Patient participants in this study emphasised the value of having open access to the clinical genetics service after their first appointment, ideally through a named person who is part of the clinical team, whom the patient can telephone with any concerns. Patient participants wished to develop a long-term relationship with the service, and a yearly letter from the service is highly valued by those patient participants who receive one, and is desired by those who do not receive one. Patients in this study also value a service that provides for the needs of the whole family over the long term. Different combinations of contact and contact type may be possible, and the extent of contact needed to ensure good patient outcomes couldn’t be inferred from the findings of this study. This could only be established in larger intervention studies.

These findings could plausibly form part of the model of empowerment.23 Empowerment as constructed by McAllister et al,23 describes how clinical genetics services can maximise patient benefits and refers to the empowerment of entire families, not just individual patients. The concept is a ‘state’ (versus ‘trait’) including beliefs about one's abilities in the following areas relating to the genetic condition in the family: decision-making, knowledge and understanding, instrumentality (ability to make effective use of the health and social care systems for the benefit of the whole family) and future orientation.23 This conceptualisation of empowerment is consistent with recently identified goals of genetic counselling, which include empowering patients.34 It is likely that local, accessible services would facilitate appropriate referral. This in turn is likely to facilitate early diagnosis and ensure that families obtain knowledge and information about the family condition, including information about which family members may be at risk for developing or transmitting the condition, thus contributing to empowerment. Open access and follow-up is likely to facilitate the family's ability to make effective use of the health and social care systems, thus influencing empowerment. Coordinated, tailored family care would ensure that the whole family is empowered, not just the individual patient. Quality of the patient–clinician relationship and time to talk may contribute to empowerment by facilitating adjustment to the genetic condition in the family through responsiveness and effective counselling interventions. Taken together, these process attributes could plausibly influence empowerment by giving families the greatest opportunity to develop the capacity to make informed decisions about their family life, given the genetic condition in the family, to make effective use of the health and social care systems for the benefit of the whole family, and to have hope for the future, if not for themselves then for their descendents (see Figure 2).

Figure 2
figure 2

Process attributes that may contribute to empowerment in clinical genetics services.

In conclusion, this study has identified five process attributes that may be highly valued by patients of clinical genetics services and health professionals involved with provision of those services. These attributes may contribute to good patient outcomes such as empowerment. However, this was a qualitative study and findings cannot be generalised.
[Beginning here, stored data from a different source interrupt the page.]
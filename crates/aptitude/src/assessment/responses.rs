use std::collections::BTreeMap;
use std::sync::Arc;

use serde::{Deserialize, Serialize};
use tracing::{debug, warn};

use super::error::InvalidOptionError;
use super::taxonomy::{OptionSymbol, QuestionId, Taxonomy};

/// One selected option per question. Cloning yields an independent snapshot.
#[derive(Debug, Clone, Default, PartialEq, Eq, Serialize, Deserialize)]
#[serde(transparent)]
pub struct ResponseSet {
    answers: BTreeMap<QuestionId, OptionSymbol>,
}

impl ResponseSet {
    pub fn new() -> Self {
        Self::default()
    }

    pub fn len(&self) -> usize {
        self.answers.len()
    }

    pub fn is_empty(&self) -> bool {
        self.answers.is_empty()
    }

    pub fn get(&self, question: &QuestionId) -> Option<OptionSymbol> {
        self.answers.get(question).copied()
    }

    pub fn iter(&self) -> impl Iterator<Item = (&QuestionId, OptionSymbol)> {
        self.answers.iter().map(|(question, option)| (question, *option))
    }

    fn insert(&mut self, question: QuestionId, option: OptionSymbol) -> Option<OptionSymbol> {
        self.answers.insert(question, option)
    }
}

impl FromIterator<(QuestionId, OptionSymbol)> for ResponseSet {
    fn from_iter<T: IntoIterator<Item = (QuestionId, OptionSymbol)>>(iter: T) -> Self {
        Self {
            answers: iter.into_iter().collect(),
        }
    }
}

/// Progress indicator payload: `value` out of `max` (always 100).
#[derive(Debug, Clone, Copy, PartialEq, Eq, Serialize)]
pub struct ProgressView {
    pub answered: usize,
    pub total: usize,
    pub value: u8,
    pub max: u8,
}

/// Accumulates a learner's answers against one taxonomy.
#[derive(Debug, Clone)]
pub struct ResponseCollector {
    taxonomy: Arc<Taxonomy>,
    responses: ResponseSet,
}

impl ResponseCollector {
    pub fn new(taxonomy: Arc<Taxonomy>) -> Self {
        Self {
            taxonomy,
            responses: ResponseSet::new(),
        }
    }

    pub fn taxonomy(&self) -> &Arc<Taxonomy> {
        &self.taxonomy
    }

    /// Store or revise the answer to `question`, returning the answer it replaced.
    pub fn record(
        &mut self,
        question: QuestionId,
        option: OptionSymbol,
    ) -> Result<Option<OptionSymbol>, InvalidOptionError> {
        if let Err(err) = self.taxonomy.check_answer(&question, option) {
            warn!(
                assessment_type = %self.taxonomy.assessment_type(),
                %question,
                %option,
                "rejected answer"
            );
            return Err(err);
        }

        let previous = self.responses.insert(question.clone(), option);
        debug!(
            %question,
            %option,
            revised = previous.is_some(),
            answered = self.responses.len(),
            "recorded answer"
        );
        Ok(previous)
    }

    pub fn answered(&self) -> usize {
        self.responses.len()
    }

    /// Answered share of the full question bank, in `[0, 1]`.
    pub fn completion_ratio(&self) -> f64 {
        let total = self.taxonomy.question_count();
        if total == 0 {
            return 0.0;
        }
        (self.responses.len() as f64 / total as f64).min(1.0)
    }

    pub fn progress(&self) -> ProgressView {
        ProgressView {
            answered: self.responses.len(),
            total: self.taxonomy.question_count(),
            value: (self.completion_ratio() * 100.0).round() as u8,
            max: 100,
        }
    }

    pub fn is_complete(&self) -> bool {
        self.responses.len() == self.taxonomy.question_count()
    }

    pub fn snapshot(&self) -> ResponseSet {
        self.responses.clone()
    }
}
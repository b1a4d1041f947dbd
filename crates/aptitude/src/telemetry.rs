use crate::config::TelemetryConfig;
use std::fmt;
use tracing_subscriber::filter::ParseError;
use tracing_subscriber::EnvFilter;

#[derive(Debug)]
pub enum TelemetryError {
    EnvFilter { value: String, source: ParseError },
    Subscriber(Box<dyn std::error::Error + Send + Sync>),
}

impl fmt::Display for TelemetryError {
    fn fmt(&self, f: &mut fmt::Formatter<'_>) -> fmt::Result {
        match self {
            TelemetryError::EnvFilter { value, .. } => {
                write!(
                    f,
                    "invalid log level/filter '{}': unable to build EnvFilter",
                    value
                )
            }
            TelemetryError::Subscriber(err) => write!(f, "telemetry error: {err}"),
        }
    }
}

impl std::error::Error for TelemetryError {
    fn source(&self) -> Option<&(dyn std::error::Error + 'static)> {
        match self {
            TelemetryError::EnvFilter { source, .. } => Some(source),
            TelemetryError::Subscriber(err) => Some(&**err),
        }
    }
}

/// Install the global fmt subscriber. `RUST_LOG` wins over the configured level.
pub fn init(config: &TelemetryConfig) -> Result<(), TelemetryError> {
    let env_filter = match EnvFilter::try_from_default_env() {
        Ok(filter) => filter,
        Err(_) => build_filter(&config.log_level)?,
    };

    tracing_subscriber::fmt()
        .with_env_filter(env_filter)
        .with_target(false)
        .compact()
        .with_ansi(false)
        .try_init()
        .map_err(TelemetryError::Subscriber)
}

fn build_filter(log_level: &str) -> Result<EnvFilter, TelemetryError> {
    EnvFilter::try_new(log_level).map_err(|source| TelemetryError::EnvFilter {
        value: log_level.to_string(),
        source,
    })
}
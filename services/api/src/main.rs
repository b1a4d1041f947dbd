use aptitude_api::run;

#[tokio::main]
async fn main() {
    if let Err(err) = run().await {
        eprintln!("application error: {err}");
        std::process::exit(1);
    }
}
More research is needed to test the importance of these attributes in influencing patient outcomes from clinical genetics services, and these attributes will be useful in designing models of service delivery that could be tested in intervention studies. Prospective evaluation studies could clarify whether and which process attributes provide demonstrable patient benefits. Future evaluation studies could use outcome measures, recently identified as highly valued by patient and genetics health professionals,24 such as decision-making and perceived personal control. Discrete choice experiments could clarify whether and how patients might make trade-offs between process and outcome attributes in clinical genetics services.